The Voidomatis (Βοϊδομάτης) is a river in the Ioannina regional unit in northwestern Greece, and is a tributary of the Aoös river.

==General description==
The main current sources are located in the village of Vikos. Along its path it converges with other streams originating from the banks of Tymfi or the Vikos Gorge. It ends close to Konitsa. The river has a total length of 15 kilometres. The name Voidomatis (meaning "the eye of the ox"), derives from the fact that oxen have clear blue eyes, like the waters of this river.

The Voidomatis has been characterized as one of the cleanest rivers in Europe as it does not face any environmental issues.
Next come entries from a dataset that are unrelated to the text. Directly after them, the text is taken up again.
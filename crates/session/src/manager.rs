//! Session manager

use crate::identity::{IdentityError, IdentityProvider, TokenRequest, wait_until_ready};
use crate::outcome::{AuthOutcome, INVALID_2FA_CODE, INVALID_RESPONSE, NO_ACTIVE_SESSION};
use crate::session::{Role, Session, SessionState, UserRecord};
use fawwerty_core::{AUTH_TOKEN_KEY, AppConfig, IdentityConfig, KeyValueStore, USER_KEY};
use fawwerty_http::auth_payload::refreshed_token;
use fawwerty_http::{ApiClient, ApiClientBuilder, AuthPayload, ClientError};
use serde_json::{Map, Value};
use std::sync::{Arc, PoisonError, RwLock, RwLockReadGuard, RwLockWriteGuard};
use tracing::{debug, info, warn};

#[derive(Debug, Default)]
struct SessionInner {
    user: Option<UserRecord>,
    requires_2fa: bool,
    pending_email: Option<String>,
}

#[derive(Clone, Copy)]
enum SocialFlow {
    Login,
    Signup,
}

impl SocialFlow {
    const fn failure(self) -> &'static str {
        match self {
            Self::Login => "Google login failed",
            Self::Signup => "Google signup failed",
        }
    }
}

/// Owner of the current session
///
/// The user lives here and the bearer token in the [`ApiClient`]; both are
/// mirrored to the durable store under `user` and `authToken`, and are set
/// or cleared together.
pub struct SessionManager {
    api: ApiClient,
    store: Arc<dyn KeyValueStore>,
    state: Arc<RwLock<SessionInner>>,
    identity: Option<Arc<dyn IdentityProvider>>,
    identity_config: IdentityConfig,
}

impl SessionManager {
    /// Build the client with `store` for token storage and restore any
    /// persisted session
    ///
    /// # Errors
    ///
    /// Returns an error if the HTTP client cannot be built
    pub fn new(
        builder: ApiClientBuilder,
        store: Arc<dyn KeyValueStore>,
    ) -> Result<Self, ClientError> {
        let api = builder.token_store(Arc::clone(&store)).build()?;
        let state = Arc::new(RwLock::new(SessionInner::default()));

        {
            // A failed refresh inside the request pipeline ends the session
            let state = Arc::clone(&state);
            let store = Arc::clone(&store);
            api.on_auth_expired(move || {
                info!("Session expired, clearing stored user");
                clear_local(&state, store.as_ref());
            });
        }

        let manager = Self {
            api,
            store,
            state,
            identity: None,
            identity_config: IdentityConfig::default(),
        };
        manager.restore();
        Ok(manager)
    }

    /// Build from application configuration
    pub fn from_config(
        config: &AppConfig,
        store: Arc<dyn KeyValueStore>,
    ) -> Result<Self, ClientError> {
        let mut manager = Self::new(ApiClientBuilder::from_config(&config.api), store)?;
        manager.identity_config = config.identity.clone();
        Ok(manager)
    }

    /// Attach the provider used by `google_login` and `google_signup`
    #[must_use]
    pub fn with_identity_provider(mut self, provider: Arc<dyn IdentityProvider>) -> Self {
        self.identity = Some(provider);
        self
    }

    #[must_use]
    pub fn with_identity_config(mut self, config: IdentityConfig) -> Self {
        self.identity_config = config;
        self
    }

    /// Client for resource endpoints, sharing this session's token
    pub const fn api(&self) -> &ApiClient {
        &self.api
    }

    pub fn session(&self) -> Session {
        let inner = self.read();
        Session {
            user: inner.user.clone(),
            token: self.api.auth_token(),
            requires_2fa: inner.requires_2fa,
            pending_email: inner.pending_email.clone(),
        }
    }

    pub fn state(&self) -> SessionState {
        self.session().state()
    }

    pub fn user(&self) -> Option<UserRecord> {
        self.read().user.clone()
    }

    pub fn is_authenticated(&self) -> bool {
        self.read().user.is_some()
    }

    pub fn requires_2fa(&self) -> bool {
        self.read().requires_2fa
    }

    pub fn role(&self) -> Option<Role> {
        self.read().user.as_ref().and_then(UserRecord::role)
    }

    pub fn is_admin(&self) -> bool {
        self.role() == Some(Role::Admin)
    }

    pub fn is_analyst(&self) -> bool {
        self.role() == Some(Role::Analyst)
    }

    pub fn is_client(&self) -> bool {
        self.role() == Some(Role::Client)
    }

    /// Password login
    pub async fn login(&self, email: &str, password: &str) -> AuthOutcome {
        debug!("Logging in");
        let response = match self.api.login(email, password).await {
            Ok(response) => response,
            Err(e) => {
                warn!(error = %e, "Login failed");
                return AuthOutcome::failed(e.message());
            }
        };

        let payload = AuthPayload::from_response(&response);
        if payload.requires_2fa {
            // A second factor is pending for `email`; any previous session is over
            self.logout();
            let mut inner = self.write();
            inner.requires_2fa = true;
            inner.pending_email = Some(email.to_string());
            info!("Login requires second factor");
            return AuthOutcome::TwoFactorRequired;
        }

        self.complete(payload, INVALID_RESPONSE)
    }

    /// Verify the second-factor code for the pending login
    pub async fn verify_2fa(&self, code: &str) -> AuthOutcome {
        let email = self.read().pending_email.clone();
        match self.api.verify_2fa(code, email.as_deref()).await {
            Ok(response) => self.complete(AuthPayload::from_response(&response), INVALID_2FA_CODE),
            Err(e) if e.is_status() => {
                debug!(error = %e, "Second factor rejected");
                AuthOutcome::failed(INVALID_2FA_CODE)
            }
            Err(e) => AuthOutcome::failed(e.message()),
        }
    }

    /// Register an account
    ///
    /// A response without credentials is reported as
    /// [`AuthOutcome::Registered`] and leaves the session anonymous.
    pub async fn signup(&self, user_data: &Value) -> AuthOutcome {
        match self.api.register(user_data).await {
            Ok(response) => match AuthPayload::from_response(&response).into_credentials() {
                Some((token, user)) => self.persist_outcome(token, user),
                None => {
                    info!("Signup accepted without credentials");
                    AuthOutcome::Registered { data: response }
                }
            },
            Err(e) => AuthOutcome::failed(e.message()),
        }
    }

    pub async fn forgot_password(&self, email: &str) -> AuthOutcome {
        match self.api.forgot_password(email).await {
            Ok(_) => AuthOutcome::Completed,
            Err(e) => AuthOutcome::failed(e.message()),
        }
    }

    /// Exchange the current token for a new one; any failure logs out
    pub async fn refresh_token(&self) -> AuthOutcome {
        if self.read().user.is_none() || self.api.auth_token().is_none() {
            warn!("No active session to refresh, logging out");
            self.logout();
            return AuthOutcome::failed(NO_ACTIVE_SESSION);
        }

        let error = match self.api.refresh_token().await {
            Ok(response) => match refreshed_token(&response) {
                Some(token) => match self.api.set_auth_token(&token) {
                    Ok(()) => {
                        debug!("Token refreshed");
                        return AuthOutcome::Completed;
                    }
                    Err(e) => e.message(),
                },
                None => INVALID_RESPONSE.to_string(),
            },
            Err(e) => e.message(),
        };

        warn!(%error, "Token refresh failed, logging out");
        self.logout();
        AuthOutcome::failed(error)
    }

    /// End the session locally; never fails and needs no network
    pub fn logout(&self) {
        if let Err(e) = self.api.clear_auth_token() {
            warn!(error = %e, "Failed to remove stored token");
        }
        clear_local(&self.state, self.store.as_ref());
        debug!("Logged out");
    }

    pub async fn google_login(&self) -> AuthOutcome {
        self.social(SocialFlow::Login).await
    }

    pub async fn google_signup(&self) -> AuthOutcome {
        self.social(SocialFlow::Signup).await
    }

    async fn social(&self, flow: SocialFlow) -> AuthOutcome {
        let Some(provider) = &self.identity else {
            return AuthOutcome::failed(IdentityError::NotConfigured.to_string());
        };

        if let Err(e) =
            wait_until_ready(provider.status(), self.identity_config.ready_timeout()).await
        {
            warn!(error = %e, "Identity provider unavailable");
            return AuthOutcome::failed(e.to_string());
        }

        let request = TokenRequest {
            client_id: self.identity_config.google_client_id.clone(),
            scope: self.identity_config.scope.clone(),
        };
        let access_token = match provider.request_access_token(&request).await {
            Ok(Some(token)) if !token.is_empty() => token,
            Ok(_) => return AuthOutcome::failed(flow.failure()),
            Err(e) => return AuthOutcome::failed(e.to_string()),
        };

        let response = match flow {
            SocialFlow::Login => self.api.google_login(&access_token).await,
            SocialFlow::Signup => self.api.google_signup(&access_token).await,
        };
        match response {
            Ok(response) => self.complete(AuthPayload::from_response(&response), flow.failure()),
            Err(e) => AuthOutcome::failed(e.message()),
        }
    }

    fn complete(&self, payload: AuthPayload, missing: &str) -> AuthOutcome {
        match payload.into_credentials() {
            Some((token, user)) => self.persist_outcome(token, user),
            None => AuthOutcome::failed(missing),
        }
    }

    fn persist_outcome(&self, token: String, user: Map<String, Value>) -> AuthOutcome {
        match self.persist(&token, UserRecord::from(user)) {
            Ok(user) => {
                info!(role = ?user.role(), "Authenticated");
                AuthOutcome::Authenticated { user }
            }
            Err(e) => {
                warn!(error = %e, "Failed to persist session");
                AuthOutcome::failed(e.message())
            }
        }
    }

    /// Store user and token durably, then publish them in memory
    fn persist(&self, token: &str, user: UserRecord) -> Result<UserRecord, ClientError> {
        let written = serde_json::to_string(&user)
            .map_err(ClientError::from)
            .and_then(|serialized| Ok(self.store.set(USER_KEY, &serialized)?))
            .and_then(|()| self.api.set_auth_token(token));

        if let Err(e) = written {
            // Never leave one half of the pair behind
            self.logout();
            return Err(e);
        }

        let mut inner = self.write();
        inner.user = Some(user.clone());
        inner.requires_2fa = false;
        inner.pending_email = None;
        Ok(user)
    }

    /// Load a persisted session; partial or unreadable state is discarded
    fn restore(&self) {
        let user = self.store.get(USER_KEY);
        let token = self.store.get(AUTH_TOKEN_KEY);

        match (user, token) {
            (Ok(Some(user)), Ok(Some(token))) => match serde_json::from_str::<UserRecord>(&user) {
                Ok(user) => {
                    if let Err(e) = self.api.set_auth_token(&token) {
                        warn!(error = %e, "Failed to restore token");
                        self.logout();
                        return;
                    }
                    info!(role = ?user.role(), "Restored session from storage");
                    self.write().user = Some(user);
                }
                Err(e) => {
                    warn!(error = %e, "Stored user is unreadable, clearing session");
                    self.logout();
                }
            },
            (Ok(None), Ok(None)) => {}
            (Ok(_), Ok(_)) => {
                warn!("Stored session is incomplete, clearing it");
                self.logout();
            }
            (Err(e), _) | (_, Err(e)) => {
                warn!(error = %e, "Failed to read stored session");
                self.logout();
            }
        }
    }

    fn read(&self) -> RwLockReadGuard<'_, SessionInner> {
        self.state.read().unwrap_or_else(PoisonError::into_inner)
    }

    fn write(&self) -> RwLockWriteGuard<'_, SessionInner> {
        self.state.write().unwrap_or_else(PoisonError::into_inner)
    }
}

fn clear_local(state: &RwLock<SessionInner>, store: &dyn KeyValueStore) {
    *state.write().unwrap_or_else(PoisonError::into_inner) = SessionInner::default();
    if let Err(e) = store.remove(USER_KEY) {
        warn!(error = %e, "Failed to remove stored user");
    }
}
It crosses one of the most beautiful natural locations in Greece and has been part of the Vikos–Aoös National Park since 1973. The river is spanned by a number of stone bridges, the most famous being the Kledonas Bridge. The river is known for water sports such as rafting and kayaking.

== Geomorphology ==
The Voidomatis is mostly seasonal, with year-round flow. The average temperature of the water does not exceed 4 °C.

==Archaeology==

Archaeological excavations were undertaken at Kleidi Cave just above the Voidomatis by a British team between 1983 and 1986. The excavations revealed the cave that contained artefacts, stone tools, faunal remains and other fossils, that were dated back to the Palaeolithic and the Epigravettian culture between 20,000 and 12,000 years ago. Analogous discoveries were made by the same research team in the neighbouring Megalakkos cave.